Saved data entries
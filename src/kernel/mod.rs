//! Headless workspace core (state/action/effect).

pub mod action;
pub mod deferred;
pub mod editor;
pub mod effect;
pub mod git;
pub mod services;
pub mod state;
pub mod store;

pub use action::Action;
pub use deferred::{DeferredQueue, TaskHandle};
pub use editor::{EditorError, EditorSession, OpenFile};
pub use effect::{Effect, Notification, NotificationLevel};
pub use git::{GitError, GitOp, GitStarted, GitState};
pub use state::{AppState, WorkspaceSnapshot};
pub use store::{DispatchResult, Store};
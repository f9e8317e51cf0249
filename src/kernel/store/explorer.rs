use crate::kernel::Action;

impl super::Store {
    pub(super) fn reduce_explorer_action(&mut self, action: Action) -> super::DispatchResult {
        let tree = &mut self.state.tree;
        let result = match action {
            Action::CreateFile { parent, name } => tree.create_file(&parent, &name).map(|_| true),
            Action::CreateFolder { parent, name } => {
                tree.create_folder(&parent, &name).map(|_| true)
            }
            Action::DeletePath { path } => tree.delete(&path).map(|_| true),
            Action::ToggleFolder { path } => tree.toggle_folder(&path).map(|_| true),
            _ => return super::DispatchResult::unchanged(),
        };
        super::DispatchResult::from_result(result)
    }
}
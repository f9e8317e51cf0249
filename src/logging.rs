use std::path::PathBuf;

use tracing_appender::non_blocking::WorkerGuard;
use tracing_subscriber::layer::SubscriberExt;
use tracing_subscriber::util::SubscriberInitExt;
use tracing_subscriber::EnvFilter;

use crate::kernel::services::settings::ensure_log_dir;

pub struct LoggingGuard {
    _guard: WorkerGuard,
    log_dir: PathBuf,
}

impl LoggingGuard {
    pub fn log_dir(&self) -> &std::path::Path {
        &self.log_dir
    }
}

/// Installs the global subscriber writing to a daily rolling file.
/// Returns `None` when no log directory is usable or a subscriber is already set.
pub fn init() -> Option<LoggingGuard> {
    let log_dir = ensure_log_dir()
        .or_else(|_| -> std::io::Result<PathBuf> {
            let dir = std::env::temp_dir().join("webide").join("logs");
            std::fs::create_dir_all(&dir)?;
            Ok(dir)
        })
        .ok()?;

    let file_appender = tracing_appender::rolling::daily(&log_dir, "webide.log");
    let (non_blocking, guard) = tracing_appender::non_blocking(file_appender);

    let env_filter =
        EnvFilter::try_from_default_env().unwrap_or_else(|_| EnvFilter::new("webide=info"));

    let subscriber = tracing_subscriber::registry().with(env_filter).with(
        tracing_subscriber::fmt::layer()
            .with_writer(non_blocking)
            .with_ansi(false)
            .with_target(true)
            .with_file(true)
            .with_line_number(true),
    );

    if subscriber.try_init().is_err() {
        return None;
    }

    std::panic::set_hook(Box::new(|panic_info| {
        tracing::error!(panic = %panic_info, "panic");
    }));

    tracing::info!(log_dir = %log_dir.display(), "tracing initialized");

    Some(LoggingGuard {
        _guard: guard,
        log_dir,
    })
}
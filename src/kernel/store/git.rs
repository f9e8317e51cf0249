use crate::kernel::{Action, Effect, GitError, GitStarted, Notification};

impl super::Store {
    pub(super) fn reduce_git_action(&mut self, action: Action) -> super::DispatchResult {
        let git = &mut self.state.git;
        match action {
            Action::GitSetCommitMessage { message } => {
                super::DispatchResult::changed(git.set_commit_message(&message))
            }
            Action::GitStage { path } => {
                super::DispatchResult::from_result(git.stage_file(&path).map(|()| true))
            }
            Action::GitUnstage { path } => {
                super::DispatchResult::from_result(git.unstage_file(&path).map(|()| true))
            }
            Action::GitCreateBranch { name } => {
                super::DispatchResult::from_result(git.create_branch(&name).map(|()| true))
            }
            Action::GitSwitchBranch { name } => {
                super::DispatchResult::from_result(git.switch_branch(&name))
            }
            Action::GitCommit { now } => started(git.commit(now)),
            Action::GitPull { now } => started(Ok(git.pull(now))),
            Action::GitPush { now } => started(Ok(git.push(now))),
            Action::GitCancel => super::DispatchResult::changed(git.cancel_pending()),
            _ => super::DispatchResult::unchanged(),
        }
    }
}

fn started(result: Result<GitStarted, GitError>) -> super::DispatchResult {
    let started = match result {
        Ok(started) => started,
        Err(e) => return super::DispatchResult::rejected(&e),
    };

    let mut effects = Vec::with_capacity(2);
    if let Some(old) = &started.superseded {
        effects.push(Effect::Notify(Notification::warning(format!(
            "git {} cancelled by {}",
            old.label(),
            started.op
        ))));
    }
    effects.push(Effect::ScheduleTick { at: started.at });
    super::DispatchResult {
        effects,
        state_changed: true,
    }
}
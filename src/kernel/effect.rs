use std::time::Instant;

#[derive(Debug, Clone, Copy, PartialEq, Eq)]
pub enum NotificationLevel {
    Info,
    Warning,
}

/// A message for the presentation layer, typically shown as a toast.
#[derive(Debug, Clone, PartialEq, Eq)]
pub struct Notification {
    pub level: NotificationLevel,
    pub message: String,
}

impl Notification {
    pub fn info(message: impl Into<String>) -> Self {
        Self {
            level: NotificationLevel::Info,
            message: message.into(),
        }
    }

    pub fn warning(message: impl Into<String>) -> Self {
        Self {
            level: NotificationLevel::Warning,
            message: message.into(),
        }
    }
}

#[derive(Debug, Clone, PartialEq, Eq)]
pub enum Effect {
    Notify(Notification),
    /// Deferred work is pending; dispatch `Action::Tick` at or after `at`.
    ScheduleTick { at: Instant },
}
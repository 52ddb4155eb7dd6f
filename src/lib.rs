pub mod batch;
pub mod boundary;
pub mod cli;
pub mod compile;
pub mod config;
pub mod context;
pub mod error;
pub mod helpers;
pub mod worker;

### [Task description]
Reproduce exactly the lines above from the line with "use std::time::Instant;" to the line with "pub mod config;", including both, and add nothing.

### [Worked solution]
use std::time::Instant;

#[derive(Debug, Clone, Copy, PartialEq, Eq)]
pub enum NotificationLevel {
    Info,
    Warning,
}

/// A message for the presentation layer, typically shown as a toast.
#[derive(Debug, Clone, PartialEq, Eq)]
pub struct Notification {
    pub level: NotificationLevel,
    pub message: String,
}

impl Notification {
    pub fn info(message: impl Into<String>) -> Self {
        Self {
            level: NotificationLevel::Info,
            message: message.into(),
        }
    }

    pub fn warning(message: impl Into<String>) -> Self {
        Self {
            level: NotificationLevel::Warning,
            message: message.into(),
        }
    }
}

#[derive(Debug, Clone, PartialEq, Eq)]
pub enum Effect {
    Notify(Notification),
    /// Deferred work is pending; dispatch `Action::Tick` at or after `at`.
    ScheduleTick { at: Instant },
}
repository 52ddb4155eb7dd6f
filename src/lib.rs
pub mod batch;
pub mod boundary;
pub mod cli;
pub mod compile;
pub mod config;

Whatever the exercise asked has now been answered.